__Directions__: What is needed here is an exact repetition of the records below, beginning at the line that has "Self::default()" and stopping after the line that has "from this set.".

[Saved data entries]
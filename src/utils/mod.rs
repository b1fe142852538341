//! Various unsorted geometrical and logical operators.

pub use self::pool::ObjectPool;
pub use self::transform_util::{
    aabb_from_support_map, basis_to_rotation, calculate_diff_axis_angle, calculate_velocity,
    integrate_transform, plane_space, rotation_basis, ANGULAR_MOTION_THRESHOLD,
};
pub(crate) use self::wops::WSign;

mod pool;
mod transform_util;
mod wops;
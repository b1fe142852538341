mod ball_ball_gjk;
mod convex_cast;
mod persistent_manifold;
mod ray_cast;
mod voronoi_simplex;
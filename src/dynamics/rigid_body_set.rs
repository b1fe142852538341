use crate::dynamics::RigidBody;
use core::ops::{Index, IndexMut};
use slab::Slab;

/// The identifier of a rigid body inserted into a [`RigidBodySet`].
#[derive(Copy, Clone, Debug, PartialEq, Eq, Hash, PartialOrd, Ord)]
#[cfg_attr(feature = "serde-serialize", derive(Serialize, Deserialize))]
pub struct RigidBodyHandle(pub(crate) usize);

impl RigidBodyHandle {
    /// A handle that doesn't refer to any body.
    pub fn invalid() -> Self {
        Self(usize::MAX)
    }

    /// The raw index of this handle.
    pub fn into_raw_parts(self) -> usize {
        self.0
    }

    /// Rebuilds a handle from its raw index.
    pub fn from_raw_parts(index: usize) -> Self {
        Self(index)
    }
}

/// A set of rigid bodies, iterated in a stable order.
#[derive(Debug, Default)]
pub struct RigidBodySet {
    bodies: Slab<RigidBody>,
}

impl RigidBodySet {
    /// Creates an empty set of rigid bodies.
    pub fn new() -> Self {
        Self::default()
    }

    /// The number of bodies in this set.
    pub fn len(&self) -> usize {
        self.bodies.len()
    }

    /// Is this set empty?
    pub fn is_empty(&self) -> bool {
        self.bodies.is_empty()
    }

    /// Is `handle` a body of this set?
    pub fn contains(&self, handle: RigidBodyHandle) -> bool {
        self.bodies.contains(handle.0)
    }

    /// Inserts a body and returns its handle.
    pub fn insert(&mut self, body: RigidBody) -> RigidBodyHandle {
        RigidBodyHandle(self.bodies.insert(body))
    }

    /// Removes a body from this set.
    pub fn remove(&mut self, handle: RigidBodyHandle) -> Option<RigidBody> {
        self.bodies.try_remove(handle.0)
    }

    /// The body with the given handle.
    pub fn get(&self, handle: RigidBodyHandle) -> Option<&RigidBody> {
        self.bodies.get(handle.0)
    }

    /// The body with the given handle, mutably.
    pub fn get_mut(&mut self, handle: RigidBodyHandle) -> Option<&mut RigidBody> {
        self.bodies.get_mut(handle.0)
    }

    /// Two distinct bodies, mutably. Returns `None` if they are the same or one of them
    /// doesn't exist.
    pub fn get_pair_mut(
        &mut self,
        handle1: RigidBodyHandle,
        handle2: RigidBodyHandle,
    ) -> Option<(&mut RigidBody, &mut RigidBody)> {
        if handle1 == handle2 {
            None
        } else {
            self.bodies.get2_mut(handle1.0, handle2.0)
        }
    }

    /// Iterates through all the bodies and their handles.
    pub fn iter(&self) -> impl Iterator<Item = (RigidBodyHandle, &RigidBody)> {
        self.bodies.iter().map(|(i, b)| (RigidBodyHandle(i), b))
    }

    /// Iterates mutably through all the bodies and their handles.
    pub fn iter_mut(&mut self) -> impl Iterator<Item = (RigidBodyHandle, &mut RigidBody)> {
        self.bodies.iter_mut().map(|(i, b)| (RigidBodyHandle(i), b))
    }
}

impl Index<RigidBodyHandle> for RigidBodySet {
    type Output = RigidBody;

    fn index(&self, handle: RigidBodyHandle) -> &RigidBody {
        &self.bodies[handle.0]
    }
}

impl IndexMut<RigidBodyHandle> for RigidBodySet {
    fn index_mut(&mut self, handle: RigidBodyHandle) -> &mut RigidBody {
        &mut self.bodies[handle.0]
    }
}
use crate::dynamics::{RigidBody, RigidBodyHandle, RigidBodySet, TypedConstraint};
use crate::math::{Point, Real, Vector};

/// The tuning of a [`Point2PointConstraint`].
#[derive(Copy, Clone, Debug, PartialEq)]
#[cfg_attr(feature = "serde-serialize", derive(Serialize, Deserialize))]
pub struct ConstraintSetting {
    /// The ratio of the positional error corrected at each step.
    pub tau: Real,
    /// The ratio of the relative velocity removed at each iteration.
    pub damping: Real,
    /// The maximum impulse of an iteration along each axis. Zero means unbounded.
    pub impulse_clamp: Real,
}

impl Default for ConstraintSetting {
    fn default() -> Self {
        Self {
            tau: 0.3,
            damping: 1.0,
            impulse_clamp: 0.0,
        }
    }
}

/// A ball-socket joint keeping a point of the first body on a point of the second one.
#[derive(Clone, Debug)]
pub struct Point2PointConstraint {
    body_a: RigidBodyHandle,
    body_b: Option<RigidBodyHandle>,
    pivot_in_a: Point<Real>,
    /// Local to `body_b`, or in world-space if attached to the world.
    pivot_in_b: Point<Real>,
    jac_diag_ab_inv: [Real; 3],
    applied_impulse: Real,
    /// The tuning of this joint.
    pub setting: ConstraintSetting,
}

impl Point2PointConstraint {
    /// A joint between two bodies, at the given local pivots.
    pub fn new(
        body_a: RigidBodyHandle,
        body_b: RigidBodyHandle,
        pivot_in_a: Point<Real>,
        pivot_in_b: Point<Real>,
    ) -> Self {
        Self {
            body_a,
            body_b: Some(body_b),
            pivot_in_a,
            pivot_in_b,
            jac_diag_ab_inv: [0.0; 3],
            applied_impulse: 0.0,
            setting: ConstraintSetting::default(),
        }
    }

    /// A joint between a body and the world, keeping the local pivot of the body at its
    /// current world-space position.
    pub fn new_single(body_a: &RigidBody, handle_a: RigidBodyHandle, pivot_in_a: Point<Real>) -> Self {
        Self {
            body_a: handle_a,
            body_b: None,
            pivot_in_a,
            pivot_in_b: body_a.center_of_mass_transform() * pivot_in_a,
            jac_diag_ab_inv: [0.0; 3],
            applied_impulse: 0.0,
            setting: ConstraintSetting::default(),
        }
    }

    /// The pivot in the local-space of the first body.
    pub fn pivot_in_a(&self) -> &Point<Real> {
        &self.pivot_in_a
    }

    /// The pivot in the local-space of the second body, or in world-space.
    pub fn pivot_in_b(&self) -> &Point<Real> {
        &self.pivot_in_b
    }

    /// Sets the pivot in the local-space of the first body.
    pub fn set_pivot_a(&mut self, pivot: Point<Real>) {
        self.pivot_in_a = pivot;
    }

    /// Sets the pivot in the local-space of the second body, or in world-space.
    pub fn set_pivot_b(&mut self, pivot: Point<Real>) {
        self.pivot_in_b = pivot;
    }

    fn pivots(&self, a: &RigidBody, b: Option<&RigidBody>) -> (Point<Real>, Point<Real>) {
        let pivot_a = a.center_of_mass_transform() * self.pivot_in_a;
        let pivot_b = match b {
            Some(b) => b.center_of_mass_transform() * self.pivot_in_b,
            None => self.pivot_in_b,
        };
        (pivot_a, pivot_b)
    }
}

fn axis(i: usize) -> Vector<Real> {
    let mut normal = Vector::zeros();
    normal[i] = 1.0;
    normal
}

impl TypedConstraint for Point2PointConstraint {
    fn body_a(&self) -> RigidBodyHandle {
        self.body_a
    }

    fn body_b(&self) -> Option<RigidBodyHandle> {
        self.body_b
    }

    fn build_jacobian(&mut self, bodies: &RigidBodySet) {
        self.applied_impulse = 0.0;

        let Some(a) = bodies.get(self.body_a) else {
            return;
        };
        let b = self.body_b.and_then(|h| bodies.get(h));
        let (pivot_a, pivot_b) = self.pivots(a, b);

        for (i, diag_inv) in self.jac_diag_ab_inv.iter_mut().enumerate() {
            let normal = axis(i);
            let diag = a.compute_impulse_denominator(&pivot_a, &normal)
                + b.map(|b| b.compute_impulse_denominator(&pivot_b, &normal))
                    .unwrap_or(0.0);
            *diag_inv = if diag > 0.0 { 1.0 / diag } else { 0.0 };
        }
    }

    fn solve_constraint(&mut self, bodies: &mut RigidBodySet, dt: Real) {
        let (a, mut b) = match self.body_b {
            Some(handle_b) => match bodies.get_pair_mut(self.body_a, handle_b) {
                Some((a, b)) => (a, Some(b)),
                None => return,
            },
            None => match bodies.get_mut(self.body_a) {
                Some(a) => (a, None),
                None => return,
            },
        };

        let (pivot_a, pivot_b) = self.pivots(a, b.as_deref());
        let rel_pos1 = pivot_a - a.center_of_mass_position();
        let rel_pos2 = b
            .as_ref()
            .map(|b| pivot_b - b.center_of_mass_position())
            .unwrap_or_else(Vector::zeros);

        for (i, jac_diag_ab_inv) in self.jac_diag_ab_inv.iter().enumerate() {
            let normal = axis(i);

            let vel1 = a.velocity_in_local_point(&rel_pos1);
            let vel2 = b
                .as_ref()
                .map(|b| b.velocity_in_local_point(&rel_pos2))
                .unwrap_or_else(Vector::zeros);
            let rel_vel = normal.dot(&(vel1 - vel2));

            let depth = -(pivot_a - pivot_b).dot(&normal);

            let mut impulse = depth * self.setting.tau / dt * jac_diag_ab_inv
                - self.setting.damping * rel_vel * jac_diag_ab_inv;

            let clamp = self.setting.impulse_clamp;
            if clamp > 0.0 {
                impulse = impulse.clamp(-clamp, clamp);
            }

            self.applied_impulse += impulse;
            let impulse_vector = normal * impulse;
            a.apply_impulse(&impulse_vector, &rel_pos1);
            if let Some(b) = b.as_mut() {
                b.apply_impulse(&-impulse_vector, &rel_pos2);
            }
        }
    }

    fn applied_impulse(&self) -> Real {
        self.applied_impulse
    }
}

#[cfg(test)]
mod test {
    use super::*;
    use crate::dynamics::RigidBodyConstructionInfo;
    use crate::math::Isometry;
    use crate::shape::SharedShape;

    #[test]
    fn pendulum_pivot_is_restored() {
        let mut bodies = RigidBodySet::new();
        let body = RigidBody::new(
            RigidBodyConstructionInfo::from_shape(1.0, SharedShape::ball(0.2))
                .with_transform(Isometry::translation(0.0, -1.0, 0.0)),
        );
        let pivot = Point::new(0.0, 1.0, 0.0);
        let mut joint = Point2PointConstraint::new_single(&body, RigidBodyHandle(0), pivot);
        let handle = bodies.insert(body);
        assert_eq!(handle, RigidBodyHandle(0));

        // Push the body away from its pivot.
        bodies[handle].set_linvel(Vector::new(3.0, 0.0, 0.0));

        joint.build_jacobian(&bodies);
        for _ in 0..20 {
            joint.solve_constraint(&mut bodies, 1.0 / 60.0);
        }

        // The pivot point doesn't move anymore.
        let rel_pos = pivot.coords;
        let vel = bodies[handle].velocity_in_local_point(&rel_pos);
        assert_relative_eq!(vel, Vector::zeros(), epsilon = 1.0e-3);
        assert!(joint.applied_impulse().abs() > 0.0);
    }
}
use carom3d::math::{Point, Vector};
use carom3d::query::gjk::{CSOPoint, VoronoiSimplex};

#[test]
fn single_point_is_its_own_closest_point() {
    let mut simplex = VoronoiSimplex::new();
    let p = CSOPoint::new_with_point(
        Point::new(1.0, 2.0, 3.0),
        Point::new(1.0, 2.0, 3.0),
        Point::origin(),
    );
    simplex.add_vertex(p);

    let v = simplex.closest().unwrap();
    assert_relative_eq!(v, Vector::new(1.0, 2.0, 3.0));
    assert_eq!(simplex.closest_result().barycentric, [1.0, 0.0, 0.0, 0.0]);
}

#[test]
fn simplex_never_exceeds_four_vertices() {
    let mut rng = oorandom::Rand32::new(0);
    let mut simplex = VoronoiSimplex::new();

    for _ in 0..100 {
        let pt = Point::new(
            rng.rand_float() * 2.0 - 1.0,
            rng.rand_float() * 2.0 - 1.0,
            rng.rand_float() * 2.0 - 1.0,
        );
        // The origin is enclosed by a full simplex.
        if simplex.is_full() {
            simplex.reset();
        }

        if !simplex.in_simplex(&pt) {
            simplex.add_vertex(CSOPoint::new_with_point(pt, pt, Point::origin()));
            let _ = simplex.closest();
        }
        assert!(simplex.num_vertices() <= 4);
    }
}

__Task response__:
        Self::default()
    }

    /// The number of bodies in this set.
    pub fn len(&self) -> usize {
        self.bodies.len()
    }

    /// Is this set empty?
    pub fn is_empty(&self) -> bool {
        self.bodies.is_empty()
    }

    /// Is `handle` a body of this set?
    pub fn contains(&self, handle: RigidBodyHandle) -> bool {
        self.bodies.contains(handle.0)
    }

    /// Inserts a body and returns its handle.
    pub fn insert(&mut self, body: RigidBody) -> RigidBodyHandle {
        RigidBodyHandle(self.bodies.insert(body))
    }

    /// Removes a body from this set.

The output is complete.